Die beantragte richterliche Untersuchungshandlung fällt in den sachlichen Zuständigkeitsbereich der Strafgerichte, nicht in den der Verwaltungsgerichte oder des nach dem FGG zuständigen Richters (BGH StV 1999, 302, 303 = BGHR StPO § 81 g "Zuständigkeit" 1, Ermittlungsrichter; OLG Zweibrücken NJW 1999, 300, 301 = StV 1999, 9, 10).

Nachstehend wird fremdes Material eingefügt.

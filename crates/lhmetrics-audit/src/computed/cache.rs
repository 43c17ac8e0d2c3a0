use std::collections::hash_map::DefaultHasher;
use std::hash::{Hash, Hasher};
use std::sync::Arc;

use dashmap::DashMap;
use serde_json::Value;
use tokio::sync::OnceCell;

use lhmetrics_core::artifacts::{DevtoolsLog, Trace};
use lhmetrics_core::summary::TimingSummary;

use super::timing_summary::TimingInput;

/// Content hash of one trace + devtools log pair. Bucket selector only:
/// equal inputs share a key, unequal inputs may collide.
#[derive(Debug, Clone, Copy, PartialEq, Eq, Hash)]
pub struct CacheKey(u64);

impl CacheKey {
    pub fn of(input: &TimingInput<'_>) -> Self {
        let mut h = DefaultHasher::new();
        h.write_usize(input.trace.trace_events.len());
        for event in &input.trace.trace_events {
            hash_value(event, &mut h);
        }
        h.write_usize(input.devtools_log.messages().len());
        for msg in input.devtools_log.messages() {
            msg.method.hash(&mut h);
            hash_value(&msg.params, &mut h);
        }
        Self(h.finish())
    }
}

/// Hash a JSON value so that `a == b` implies equal hashes.
fn hash_value<H: Hasher>(v: &Value, h: &mut H) {
    match v {
        Value::Null => h.write_u8(0),
        Value::Bool(b) => {
            h.write_u8(1);
            b.hash(h);
        }
        Value::Number(n) => {
            h.write_u8(2);
            if let Some(u) = n.as_u64() {
                h.write_u8(0);
                h.write_u64(u);
            } else if let Some(i) = n.as_i64() {
                h.write_u8(1);
                h.write_i64(i);
            } else if let Some(f) = n.as_f64() {
                h.write_u8(2);
                h.write_u64(f.to_bits());
            }
        }
        Value::String(s) => {
            h.write_u8(3);
            s.hash(h);
        }
        Value::Array(items) => {
            h.write_u8(4);
            h.write_usize(items.len());
            for item in items {
                hash_value(item, h);
            }
        }
        Value::Object(map) => {
            // serde_json::Map iterates in key order
            h.write_u8(5);
            h.write_usize(map.len());
            for (k, item) in map {
                k.hash(h);
                hash_value(item, h);
            }
        }
    }
}

type TimingCell = Arc<OnceCell<Arc<TimingSummary>>>;

/// One memoized pair. The inputs are kept so a bucket hit can be confirmed.
struct TimingEntry {
    trace: Arc<Trace>,
    devtools_log: Arc<DevtoolsLog>,
    cell: TimingCell,
}

impl TimingEntry {
    fn matches(&self, input: &TimingInput<'_>) -> bool {
        (Arc::ptr_eq(&self.trace, input.trace) || *self.trace == **input.trace)
            && (Arc::ptr_eq(&self.devtools_log, input.devtools_log)
                || *self.devtools_log == **input.devtools_log)
    }
}

/// Run-scoped memo of timing summaries:
/// - `CacheKey -> [(trace, log, OnceCell<summary>)...]`
///
/// Callers racing on one pair share the same cell, so the provider runs once.
/// Failed computations leave the cell empty.
#[derive(Default)]
pub struct ComputedCache {
    timing: DashMap<CacheKey, Vec<TimingEntry>>,
}

impl ComputedCache {
    pub fn new() -> Self {
        Self {
            timing: DashMap::new(),
        }
    }

    /// Cell for `input`, created empty on first use.
    pub fn timing_cell(&self, input: &TimingInput<'_>) -> TimingCell {
        self.timing_cell_in(CacheKey::of(input), input)
    }

    /// Entries in the bucket are compared against `input` before reuse. The
    /// map guard is released before returning so callers may await on the cell.
    fn timing_cell_in(&self, key: CacheKey, input: &TimingInput<'_>) -> TimingCell {
        let mut bucket = self.timing.entry(key).or_default();
        if let Some(entry) = bucket.iter().find(|e| e.matches(input)) {
            return Arc::clone(&entry.cell);
        }
        let cell = Arc::new(OnceCell::new());
        bucket.push(TimingEntry {
            trace: Arc::clone(input.trace),
            devtools_log: Arc::clone(input.devtools_log),
            cell: Arc::clone(&cell),
        });
        cell
    }

    /// Number of populated entries.
    pub fn len(&self) -> usize {
        self.timing
            .iter()
            .map(|b| b.value().iter().filter(|e| e.cell.initialized()).count())
            .sum()
    }

    pub fn is_empty(&self) -> bool {
        self.len() == 0
    }
}
//! CLI-based media tool using external ffmpeg and ffprobe binaries

use super::probe::{
    merge_args, parse_codec_types, parse_stream_report, parse_video_codec, reencode_args,
};
use super::traits::{MediaTool, MediaToolCapabilities, StreamReport};
use crate::config::ToolsConfig;
use async_trait::async_trait;
use std::ffi::OsString;
use std::path::{Path, PathBuf};
use std::process::Output;
use std::time::Duration;
use tokio::process::Command;

/// Media tool backed by the `ffmpeg` and `ffprobe` executables
///
/// # Examples
///
/// ```no_run
/// use media_fetch::media_tool::{FfmpegCli, MediaTool};
/// use std::path::{Path, PathBuf};
///
/// # #[tokio::main]
/// # async fn main() -> Result<(), Box<dyn std::error::Error>> {
/// // Explicit paths
/// let tool = FfmpegCli::new(PathBuf::from("/usr/bin/ffmpeg"), PathBuf::from("/usr/bin/ffprobe"));
///
/// // Or auto-discover from PATH
/// let tool = FfmpegCli::from_path().expect("ffmpeg not found in PATH");
///
/// let codec = tool.video_codec(Path::new("clip.mp4")).await?;
/// # Ok(())
/// # }
/// ```
pub struct FfmpegCli {
    ffmpeg_path: PathBuf,
    ffprobe_path: PathBuf,
    probe_timeout: Duration,
    merge_timeout: Duration,
}

impl FfmpegCli {
    /// Create a tool with explicit binary paths and default timeouts
    pub fn new(ffmpeg_path: PathBuf, ffprobe_path: PathBuf) -> Self {
        let defaults = ToolsConfig::default();
        Self {
            ffmpeg_path,
            ffprobe_path,
            probe_timeout: defaults.probe_timeout,
            merge_timeout: defaults.merge_timeout,
        }
    }

    /// Override the probe and merge timeouts
    pub fn with_timeouts(mut self, probe_timeout: Duration, merge_timeout: Duration) -> Self {
        self.probe_timeout = probe_timeout;
        self.merge_timeout = merge_timeout;
        self
    }

    /// Attempt to find ffmpeg and ffprobe in PATH
    ///
    /// # Returns
    ///
    /// `Some(FfmpegCli)` if both binaries are found, `None` otherwise.
    pub fn from_path() -> Option<Self> {
        let ffmpeg = which::which("ffmpeg").ok()?;
        let ffprobe = which::which("ffprobe").ok()?;
        Some(Self::new(ffmpeg, ffprobe))
    }

    /// Build from configuration
    ///
    /// `ffmpeg_path` may name the binary or the directory that contains it.
    /// ffprobe is taken from `ffprobe_path`, then from next to ffmpeg, then from
    /// PATH (when `search_path` is set).
    pub fn from_config(tools: &ToolsConfig) -> Option<Self> {
        let ffmpeg = match &tools.ffmpeg_path {
            Some(path) if path.is_dir() => Some(path.join(binary_name("ffmpeg"))),
            Some(path) => Some(path.clone()),
            None if tools.search_path => which::which("ffmpeg").ok(),
            None => None,
        }?;

        let sibling = ffmpeg.parent().map(|dir| dir.join(binary_name("ffprobe")));
        let ffprobe = match &tools.ffprobe_path {
            Some(path) => Some(path.clone()),
            None => match sibling {
                Some(path) if path.exists() => Some(path),
                _ if tools.search_path => which::which("ffprobe").ok(),
                _ => None,
            },
        }?;

        Some(
            Self::new(ffmpeg, ffprobe).with_timeouts(tools.probe_timeout, tools.merge_timeout),
        )
    }

    async fn run(
        &self,
        binary: &Path,
        args: Vec<OsString>,
        limit: Duration,
    ) -> crate::Result<Output> {
        let name = binary
            .file_name()
            .map(|n| n.to_string_lossy().into_owned())
            .unwrap_or_else(|| binary.display().to_string());

        let mut command = Command::new(binary);
        command.args(&args).kill_on_drop(true);

        match tokio::time::timeout(limit, command.output()).await {
            Ok(result) => result
                .map_err(|e| crate::Error::ExternalTool(format!("Failed to execute {}: {}", name, e))),
            Err(_) => Err(crate::Error::ExternalTool(format!(
                "{} timed out after {}s",
                name,
                limit.as_secs()
            ))),
        }
    }

    async fn probe(&self, args: Vec<OsString>) -> crate::Result<Output> {
        let output = self.run(&self.ffprobe_path, args, self.probe_timeout).await?;
        if !output.status.success() {
            return Err(crate::Error::ExternalTool(format!(
                "ffprobe exited with {}: {}",
                output.status,
                String::from_utf8_lossy(&output.stderr).trim()
            )));
        }
        Ok(output)
    }

    async fn transcode(&self, args: Vec<OsString>, output_path: &Path) -> crate::Result<()> {
        let output = self.run(&self.ffmpeg_path, args, self.merge_timeout).await?;

        let size = tokio::fs::metadata(output_path)
            .await
            .map(|m| m.len())
            .unwrap_or(0);
        if size == 0 {
            return Err(crate::Error::ExternalTool(format!(
                "ffmpeg produced no output at {} ({}): {}",
                output_path.display(),
                output.status,
                last_line(&output.stderr)
            )));
        }
        Ok(())
    }
}

#[async_trait]
impl MediaTool for FfmpegCli {
    async fn probe_streams(&self, path: &Path) -> crate::Result<StreamReport> {
        let args = vec![
            "-v".into(),
            "quiet".into(),
            "-show_streams".into(),
            "-of".into(),
            "json".into(),
            path.into(),
        ];
        let output = self.probe(args).await?;
        parse_stream_report(&output.stdout)
    }

    async fn codec_types(&self, path: &Path) -> crate::Result<Vec<String>> {
        let args = vec![
            "-v".into(),
            "quiet".into(),
            "-show_entries".into(),
            "stream=codec_type".into(),
            "-of".into(),
            "csv=p=0".into(),
            path.into(),
        ];
        let output = self.probe(args).await?;
        Ok(parse_codec_types(&String::from_utf8_lossy(&output.stdout)))
    }

    async fn video_codec(&self, path: &Path) -> crate::Result<Option<String>> {
        let args = vec![
            "-v".into(),
            "quiet".into(),
            "-select_streams".into(),
            "v:0".into(),
            "-show_entries".into(),
            "stream=codec_name".into(),
            "-of".into(),
            "csv=p=0".into(),
            path.into(),
        ];
        let output = self.probe(args).await?;
        Ok(parse_video_codec(&String::from_utf8_lossy(&output.stdout)))
    }

    async fn merge(
        &self,
        video: &Path,
        audio: &Path,
        output: &Path,
        format: &str,
    ) -> crate::Result<()> {
        self.transcode(merge_args(video, audio, output, format), output)
            .await
    }

    async fn reencode_h264(&self, input: &Path, output: &Path) -> crate::Result<()> {
        self.transcode(reencode_args(input, output), output).await
    }

    fn capabilities(&self) -> MediaToolCapabilities {
        MediaToolCapabilities {
            can_probe: true,
            can_transcode: true,
        }
    }

    fn name(&self) -> &'static str {
        "cli-ffmpeg"
    }
}

fn binary_name(base: &str) -> String {
    if cfg!(windows) {
        format!("{base}.exe")
    } else {
        base.to_string()
    }
}

fn last_line(bytes: &[u8]) -> String {
    String::from_utf8_lossy(bytes)
        .lines()
        .rev()
        .find(|l| !l.trim().is_empty())
        .unwrap_or("")
        .trim()
        .to_string()
}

Hinsichtlich der Zuständigkeiten innerhalb der Strafgerichtsbarkeit hat der Gesetzgeber für Anordnungen nach dem DNA-IdentitätsfeststellungsG Lücken gelassen, die die Rechtsprechung unter Heranziehung der Systematik der Regelungen strafrichterlicher Zuständigkeiten im Ermittlungs-, Haupt- und Nachverfahren geschlossen hat. Nach der nunmehr herrschenden Meinung in Rechtsprechung und Literatur, der der Senat folgt, ist für Anordnungen nach §§ 1 und 2 DNA-IdentitätsfeststellungsG, § 81 g StPO der Ermittlungsrichter des Amtsgerichts sachlich zuständig, und zwar für die Anordnung nach § 1 DNA-IdentitätsfeststellungsG (§ 81 g StPO), wenn ein Ermittlungsverfahren gegen den Betroffenen läuft, und nach § 2 DNA-IdentitätsfeststellungsG, wenn ein Verfahren bereits rechtskräftig abgeschlossen ist. In den Fällen, in denen - wie vorliegend - ein Antrag nach § 81 g SPO nach Anklagerhebung gestellt wird, ist hingegen das erkennende Gericht bis zum rechtskräftigen Abschluss der Strafsache zuständig (vgl. BGH a.a.O.; OLG Celle NStZ-RR 2001, 145, 146; NStZ-RR 2000, 374; NStZ 1999, 210, 211; OLG Hamm StV 2000, 606, 607; Meyer-Goßner, StPO, 46. Aufl., § 81 g Rdnr. 16; KMR-Bosch, StPO, § 81 g Rdnr. 18; a.A. KK-Senge, SPO, 5. Aufl., § 81 g Rdnr. 10 m.w.Nachw.).
Die Erhebung der Anklage einerseits und der Eintritt der Rechtskraft andererseits bilden demnach für die nach §§ 1, 2 DNA-IdentitätsfeststellungsG beantragten Anordnungen Verfahrenseinschnitte, die jeweils einen Wechsel der richterlichen Zuständigkeit zur Folge haben. Der Wechsel der richterlichen Zuständigkeit zum Erlass der Anordnung führt darüber hinaus auch zum Wechsel der zugeordneten Rechtsmittelinstanzen; dies ist für haftrichterliche Maßnahmen, für die vorläufige Entziehung der Fahrerlaubnis nach § 111 a StPO sowie für die Beschlagnahme und Anträge auf richterliche Untersuchungshandlungen im Ermittlungsverfahren anerkannt. Ein Grund, die Zuständigkeitsfrage hier anders als bei sonstigen Untersuchungsanträgen im Ermittlungsverfahren zu entscheiden, ist nicht ersichtlich (vgl. OLG Celle NStZ-RR 2001, 145, 146).
Mit dem Eintritt des rechtskräftigen Verfahrensabschlusses am 18. Februar 2003 ist somit die Befugnis des Senats entfallen, über die Beschwerde der Staatsanwaltschaft gegen einen vor dem Zuständigkeitswechsel ergangenen Beschluss der Jugendkammer zu entscheiden. Das durch den Verfahrensabschluss überholte Rechtsmittel gegen die Ablehnung der Anordnung nach § 81 g StPO ist wegen der fortbestehenden Beschwer in einen Antrag nach § 2 DNA-IdentitätsfeststellungsG umzudeuten, über den der Ermittlungsrichter des zuständigen Amtsgerichts zu entscheiden hat (vgl. OLG Celle a.a.O.; LR-Krause, StPO, 25. Aufl., § 81 g Rdnr. 60).